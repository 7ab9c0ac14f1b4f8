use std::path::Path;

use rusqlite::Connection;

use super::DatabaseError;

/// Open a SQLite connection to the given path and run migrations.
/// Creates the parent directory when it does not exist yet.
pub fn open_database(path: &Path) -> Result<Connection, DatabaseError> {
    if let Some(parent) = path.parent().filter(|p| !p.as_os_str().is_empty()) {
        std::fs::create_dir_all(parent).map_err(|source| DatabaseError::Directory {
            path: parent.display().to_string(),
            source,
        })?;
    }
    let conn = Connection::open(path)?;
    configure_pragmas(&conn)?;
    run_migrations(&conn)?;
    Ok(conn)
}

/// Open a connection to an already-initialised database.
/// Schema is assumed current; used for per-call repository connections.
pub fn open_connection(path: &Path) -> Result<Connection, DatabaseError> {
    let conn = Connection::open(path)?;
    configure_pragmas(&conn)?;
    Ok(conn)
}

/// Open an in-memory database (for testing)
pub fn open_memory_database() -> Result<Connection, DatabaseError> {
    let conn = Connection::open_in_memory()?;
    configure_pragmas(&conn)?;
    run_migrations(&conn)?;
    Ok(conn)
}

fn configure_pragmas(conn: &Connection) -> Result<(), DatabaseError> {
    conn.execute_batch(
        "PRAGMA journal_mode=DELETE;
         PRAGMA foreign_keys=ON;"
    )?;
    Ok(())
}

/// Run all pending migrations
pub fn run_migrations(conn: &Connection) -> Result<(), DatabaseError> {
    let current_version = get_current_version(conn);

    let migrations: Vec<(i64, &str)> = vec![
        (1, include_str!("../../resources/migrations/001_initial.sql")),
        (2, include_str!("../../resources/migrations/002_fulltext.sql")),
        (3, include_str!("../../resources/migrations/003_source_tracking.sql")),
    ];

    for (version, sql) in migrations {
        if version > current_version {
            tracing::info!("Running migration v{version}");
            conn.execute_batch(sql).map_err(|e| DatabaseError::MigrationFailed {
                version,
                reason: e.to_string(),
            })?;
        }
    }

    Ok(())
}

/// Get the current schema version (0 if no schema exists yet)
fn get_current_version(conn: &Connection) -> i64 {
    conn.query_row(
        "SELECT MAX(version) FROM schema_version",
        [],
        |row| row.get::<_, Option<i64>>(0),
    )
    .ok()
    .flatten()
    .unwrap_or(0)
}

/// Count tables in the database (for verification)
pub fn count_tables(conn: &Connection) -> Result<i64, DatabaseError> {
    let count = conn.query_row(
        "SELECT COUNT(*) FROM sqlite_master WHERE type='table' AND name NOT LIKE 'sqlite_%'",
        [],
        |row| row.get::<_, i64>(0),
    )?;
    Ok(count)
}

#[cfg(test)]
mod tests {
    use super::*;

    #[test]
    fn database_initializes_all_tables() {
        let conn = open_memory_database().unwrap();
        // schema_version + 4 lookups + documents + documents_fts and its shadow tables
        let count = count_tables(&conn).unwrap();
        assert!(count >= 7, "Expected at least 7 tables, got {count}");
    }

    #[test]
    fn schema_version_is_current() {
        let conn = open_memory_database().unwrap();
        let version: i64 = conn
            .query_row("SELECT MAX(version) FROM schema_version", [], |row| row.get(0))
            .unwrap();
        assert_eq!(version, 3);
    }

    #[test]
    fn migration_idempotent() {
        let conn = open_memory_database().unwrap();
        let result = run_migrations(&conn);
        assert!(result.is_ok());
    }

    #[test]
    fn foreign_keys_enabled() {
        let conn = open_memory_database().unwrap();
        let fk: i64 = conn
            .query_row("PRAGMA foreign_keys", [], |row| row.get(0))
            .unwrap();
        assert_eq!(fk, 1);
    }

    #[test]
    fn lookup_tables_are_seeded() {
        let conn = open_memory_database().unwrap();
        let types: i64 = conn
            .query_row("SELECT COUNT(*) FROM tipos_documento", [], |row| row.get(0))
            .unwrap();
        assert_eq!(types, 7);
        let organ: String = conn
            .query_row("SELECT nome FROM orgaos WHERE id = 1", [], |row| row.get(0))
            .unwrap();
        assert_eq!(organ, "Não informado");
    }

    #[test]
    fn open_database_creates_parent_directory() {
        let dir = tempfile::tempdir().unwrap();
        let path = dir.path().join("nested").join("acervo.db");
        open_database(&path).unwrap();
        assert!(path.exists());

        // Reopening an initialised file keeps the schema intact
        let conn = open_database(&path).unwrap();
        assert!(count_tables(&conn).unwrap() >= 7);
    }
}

* * *

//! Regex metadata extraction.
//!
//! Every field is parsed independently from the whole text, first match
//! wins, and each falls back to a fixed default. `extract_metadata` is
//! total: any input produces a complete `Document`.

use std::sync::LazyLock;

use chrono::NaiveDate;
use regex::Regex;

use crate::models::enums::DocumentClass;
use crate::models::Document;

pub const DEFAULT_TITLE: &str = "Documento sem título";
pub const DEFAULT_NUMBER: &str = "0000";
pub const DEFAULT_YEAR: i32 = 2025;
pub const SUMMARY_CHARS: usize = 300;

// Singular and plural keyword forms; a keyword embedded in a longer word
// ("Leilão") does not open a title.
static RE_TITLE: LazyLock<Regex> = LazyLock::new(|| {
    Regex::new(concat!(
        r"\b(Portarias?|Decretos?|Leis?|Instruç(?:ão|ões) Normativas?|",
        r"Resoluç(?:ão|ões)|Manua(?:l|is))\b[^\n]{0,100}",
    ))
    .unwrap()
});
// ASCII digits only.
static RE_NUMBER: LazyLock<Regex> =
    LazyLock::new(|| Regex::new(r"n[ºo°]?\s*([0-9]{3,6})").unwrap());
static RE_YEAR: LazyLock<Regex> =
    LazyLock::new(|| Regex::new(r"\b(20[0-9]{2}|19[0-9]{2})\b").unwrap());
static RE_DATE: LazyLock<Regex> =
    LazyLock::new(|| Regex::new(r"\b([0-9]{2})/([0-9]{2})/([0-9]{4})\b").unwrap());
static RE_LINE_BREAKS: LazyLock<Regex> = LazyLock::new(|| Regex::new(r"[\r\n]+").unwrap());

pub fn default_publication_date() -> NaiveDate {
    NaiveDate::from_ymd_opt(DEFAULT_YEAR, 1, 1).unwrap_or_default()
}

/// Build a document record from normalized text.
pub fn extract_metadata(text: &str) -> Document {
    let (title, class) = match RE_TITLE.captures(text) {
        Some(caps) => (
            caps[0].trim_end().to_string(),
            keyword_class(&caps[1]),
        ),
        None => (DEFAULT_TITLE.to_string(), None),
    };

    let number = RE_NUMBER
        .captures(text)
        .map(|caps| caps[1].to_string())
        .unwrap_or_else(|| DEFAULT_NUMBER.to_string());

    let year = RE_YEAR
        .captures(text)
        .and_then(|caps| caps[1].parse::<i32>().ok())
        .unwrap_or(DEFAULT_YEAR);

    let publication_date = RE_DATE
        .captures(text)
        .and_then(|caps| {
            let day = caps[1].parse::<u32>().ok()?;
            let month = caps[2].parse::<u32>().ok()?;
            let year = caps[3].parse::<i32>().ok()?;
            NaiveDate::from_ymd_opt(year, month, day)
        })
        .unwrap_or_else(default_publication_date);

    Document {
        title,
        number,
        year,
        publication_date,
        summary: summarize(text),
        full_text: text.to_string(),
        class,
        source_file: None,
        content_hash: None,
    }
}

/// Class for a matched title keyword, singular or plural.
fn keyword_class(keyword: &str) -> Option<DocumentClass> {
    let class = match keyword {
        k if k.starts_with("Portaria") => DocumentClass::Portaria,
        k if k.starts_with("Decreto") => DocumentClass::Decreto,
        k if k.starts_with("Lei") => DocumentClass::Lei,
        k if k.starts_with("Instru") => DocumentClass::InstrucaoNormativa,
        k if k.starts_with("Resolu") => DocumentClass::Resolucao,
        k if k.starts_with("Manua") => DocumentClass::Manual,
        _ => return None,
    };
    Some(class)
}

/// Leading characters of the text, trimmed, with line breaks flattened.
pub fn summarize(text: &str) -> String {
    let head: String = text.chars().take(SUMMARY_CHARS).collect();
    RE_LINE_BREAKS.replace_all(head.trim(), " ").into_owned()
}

**What is expected**: Your task is to copy each line of the listing that holds the word "repository".

**Reply**:
repository 7ab9c0ac14f1b4f8
/// Schema is assumed current; used for per-call repository connections.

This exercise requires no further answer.